No Mato Grosso do Sul, como
mostrou reportagem da Pública, a contaminação de pelo menos 86 indígenas da
reserva Francisco Horta Barbosa, em Dourados, partiu de uma planta da JBS que
recebe trabalhadores de vários municípios da região. No Paraná e em Santa
Catarina, o Ministério Público Federal (MPF), em conjunto com o MPT, recomendou
que as empresas afastassem trabalhadores indígenas sem cortes nos salários.
Freio na produção
Entre os acordos realizados
com o MPT, está o plano de redução de atividades dos frigoríficos. Uma das
empresas que assinou esse termo foi a Agroaraçá, localizada em Nova Araçá,
pequena cidade de 4 mil habitantes na serra gaúcha, a 200 quilômetros de Porto
Alegre. No dia 29 de maio, a empresa suspendeu as atividades por três dias após
constatação de um surto de Covid-19 entre os trabalhadores: mais de 150
funcionários haviam sido diagnosticados.
Até o dia 19 de junho, a
cidade contabilizou 439 casos confirmados, além de 26 casos suspeitos. O
município registrou uma morte, de Lorimar Oliveira, gerente de produção do
frigorífico.
Depois do acordo, a fábrica
fez testagem em massa nos trabalhadores e detectou 447 casos do novo
coronavírus na empresa, 396 que já estavam imunes e 51 ativos e assintomáticos.
Os números de trabalhadores contaminados na empresa estão dissolvidos nos
boletins epidemiológicos dos municípios vizinhos. A auxiliar de produção Elena
Maria Bastiani, de 48 anos, trabalha há 15 anos no frigorífico e foi uma das
trabalhadoras afastadas.
Até o surgimento do primeiro
caso, ela conta que medidas de prevenção, como o distanciamento social, eram
tomadas – mas não foram suficientes para evitar o surto na empresa que emprega
1.600 mil funcionários. “A gente mantinha distância uns dos outros, nossa
temperatura era medida antes de entrar, a gente lavava as mãos.

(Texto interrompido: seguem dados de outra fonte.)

use super::Backend;
use crate::document::Document;
use crate::error::Result;
use rusqlite::{params, Connection, OptionalExtension};
use std::path::Path;

/// The document as a single row in an SQLite database.
///
/// Each save is one upsert statement, which SQLite applies atomically.
pub struct SqliteBackend {
    conn: Connection,
}

impl SqliteBackend {
    /// Open or create the database at the given path.
    pub fn open(path: &Path) -> Result<Self> {
        let conn = Connection::open(path)?;
        let backend = SqliteBackend { conn };
        backend.initialize_tables()?;
        Ok(backend)
    }

    /// Open an in-memory database (for testing).
    pub fn open_in_memory() -> Result<Self> {
        let conn = Connection::open_in_memory()?;
        let backend = SqliteBackend { conn };
        backend.initialize_tables()?;
        Ok(backend)
    }

    fn initialize_tables(&self) -> Result<()> {
        self.conn.execute_batch(
            "
            CREATE TABLE IF NOT EXISTS document (
                id INTEGER PRIMARY KEY CHECK (id = 1),
                version INTEGER NOT NULL,
                data_json TEXT NOT NULL,
                updated_at TEXT NOT NULL DEFAULT (datetime('now'))
            );
            ",
        )?;
        Ok(())
    }

    /// When the document was last written, as SQLite's `datetime('now')`.
    pub fn last_updated(&self) -> Result<Option<String>> {
        let result = self
            .conn
            .query_row("SELECT updated_at FROM document WHERE id = 1", [], |row| {
                row.get(0)
            })
            .optional()?;
        Ok(result)
    }
}

impl Backend for SqliteBackend {
    fn name(&self) -> &'static str {
        "sqlite"
    }

    fn load(&self) -> Result<Option<Document>> {
        let raw: Option<String> = self
            .conn
            .query_row("SELECT data_json FROM document WHERE id = 1", [], |row| {
                row.get(0)
            })
            .optional()?;
        match raw {
            Some(raw) => Ok(Some(Document::from_json(&raw)?)),
            None => Ok(None),
        }
    }

    fn save(&self, doc: &Document) -> Result<()> {
        let data_json = doc.to_json(false)?;
        self.conn.execute(
            "INSERT INTO document (id, version, data_json, updated_at)
             VALUES (1, ?1, ?2, datetime('now'))
             ON CONFLICT(id) DO UPDATE SET
                version = excluded.version,
                data_json = excluded.data_json,
                updated_at = excluded.updated_at",
            params![doc.version as i64, data_json],
        )?;
        Ok(())
    }
}
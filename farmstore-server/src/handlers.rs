use actix_web::{web, HttpRequest, HttpResponse};
use farmstore::{Document, DocumentStore, FarmStoreError, NewUser};
use serde::Deserialize;

use crate::AppState;

/// Header naming the user on whose behalf a replace is made.
pub const ACTOR_HEADER: &str = "X-Actor-Id";

/// Whole documents are posted back on every write.
const MAX_DOCUMENT_BYTES: usize = 8 * 1024 * 1024;

/// Configure all API routes
pub fn configure(cfg: &mut web::ServiceConfig) {
    cfg.app_data(web::JsonConfig::default().limit(MAX_DOCUMENT_BYTES))
        .service(
            web::scope("/api")
                .route("/status", web::get().to(status))
                .route("/data", web::get().to(get_data))
                .route("/data", web::post().to(replace_data))
                .route("/login", web::post().to(login))
                .route("/signup", web::post().to(signup)),
        );
}

// ── Helpers ─────────────────────────────────────────────────────────

fn err_response(e: FarmStoreError) -> HttpResponse {
    match &e {
        FarmStoreError::AuthenticationFailed => {
            HttpResponse::Unauthorized().json(serde_json::json!({
                "success": false,
                "error": e.to_string()
            }))
        }
        FarmStoreError::DuplicateEmail { .. } => {
            HttpResponse::BadRequest().json(serde_json::json!({
                "success": false,
                "error": "Email already registered"
            }))
        }
        FarmStoreError::Validation(_) => HttpResponse::BadRequest().json(serde_json::json!({
            "success": false,
            "error": e.to_string()
        })),
        FarmStoreError::Forbidden(_) => HttpResponse::Forbidden().json(serde_json::json!({
            "success": false,
            "error": e.to_string()
        })),
        FarmStoreError::VersionConflict { expected, actual } => {
            HttpResponse::Conflict().json(serde_json::json!({
                "success": false,
                "error": e.to_string(),
                "expected": expected,
                "actual": actual
            }))
        }
        FarmStoreError::NotFound { .. } => HttpResponse::NotFound().json(serde_json::json!({
            "success": false,
            "error": e.to_string()
        })),
        _ => {
            log::error!("Internal error: {e}");
            HttpResponse::InternalServerError().json(serde_json::json!({
                "success": false,
                "error": "Internal server error"
            }))
        }
    }
}

fn actor_id(req: &HttpRequest) -> Option<&str> {
    req.headers()
        .get(ACTOR_HEADER)
        .and_then(|v| v.to_str().ok())
        .map(str::trim)
        .filter(|v| !v.is_empty())
}

// ── Handlers ────────────────────────────────────────────────────────

async fn status(state: web::Data<AppState>) -> HttpResponse {
    match state.store.status() {
        Ok(v) => HttpResponse::Ok().json(v),
        Err(e) => err_response(e),
    }
}

async fn get_data(state: web::Data<AppState>) -> HttpResponse {
    match state.store.get() {
        Ok(doc) => HttpResponse::Ok().json(doc),
        Err(e) => err_response(e),
    }
}

async fn replace_data(
    state: web::Data<AppState>,
    req: HttpRequest,
    body: web::Json<Document>,
) -> HttpResponse {
    match state.store.replace(body.into_inner(), actor_id(&req)) {
        Ok(version) => HttpResponse::Ok().json(serde_json::json!({
            "success": true,
            "version": version
        })),
        Err(e) => err_response(e),
    }
}

#[derive(Deserialize)]
struct LoginRequest {
    email: String,
    password: String,
}

async fn login(state: web::Data<AppState>, body: web::Json<LoginRequest>) -> HttpResponse {
    match state.store.authenticate(&body.email, &body.password) {
        Ok(user) => HttpResponse::Ok().json(serde_json::json!({
            "success": true,
            "user": user
        })),
        Err(e) => err_response(e),
    }
}

async fn signup(state: web::Data<AppState>, body: web::Json<NewUser>) -> HttpResponse {
    match state.store.register(body.into_inner()) {
        Ok(user) => HttpResponse::Ok().json(serde_json::json!({
            "success": true,
            "user": user
        })),
        Err(e) => err_response(e),
    }
}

Mas o primeiro
caso que houve foi no dia 4 de maio e, a partir dali, só foi aumentando”,
lembra. Ela, que trabalha no departamento de corte e embalagem, estima que são
200 colegas na mesma sala. “É muita gente, um ambiente que não tem ventilação.
Acredito que seja por isso também que o vírus se espalhou por lá”, disse. “Não
houve rotatividade, todo mundo estava trabalhando normalmente, menos quem era
grupo de risco e grávidas.”
Dois dias após o exame, ela
começou a sentir os primeiros sintomas: “Eu estava espirrando muito e não
conseguia respirar pelo nariz. Também fiquei com dor de cabeça forte, eu achava
que ia surtar a qualquer momento”, lembra. Por conta da pandemia, Elena não vê
o filho de 11 anos há três meses, que aguarda o fim do isolamento social na
cidade de Montenegro, a 150 quilômetros de distância de Nova Araçá.
“Ele foi passar as férias na
casa da tia, em março. Mas, como começou o surto no frigorífico, achamos melhor
ele ficar lá, porque eu estava exposta”, explica a funcionária. “Eu chorava e
pensava que eu nunca mais fosse ver meu filho.” Após acordo com o MPT, o
Agroaraçá voltou a funcionar, operando com 40% do seu quadro de funcionários,
no início de junho.
No dia 19 de junho, os
ministérios da Agricultura, da Economia e da Saúde publicaram no Diário Oficial
da União uma portaria conjunta com as medidas destinadas à prevenção e ao
controle da Covid-19 nos frigoríficos. Mas a testagem em massa e a diminuição
do número de funcionários por turnos, que têm sido recomendadas pelo MPT,
ficaram de fora das obrigatoriedades das empresas.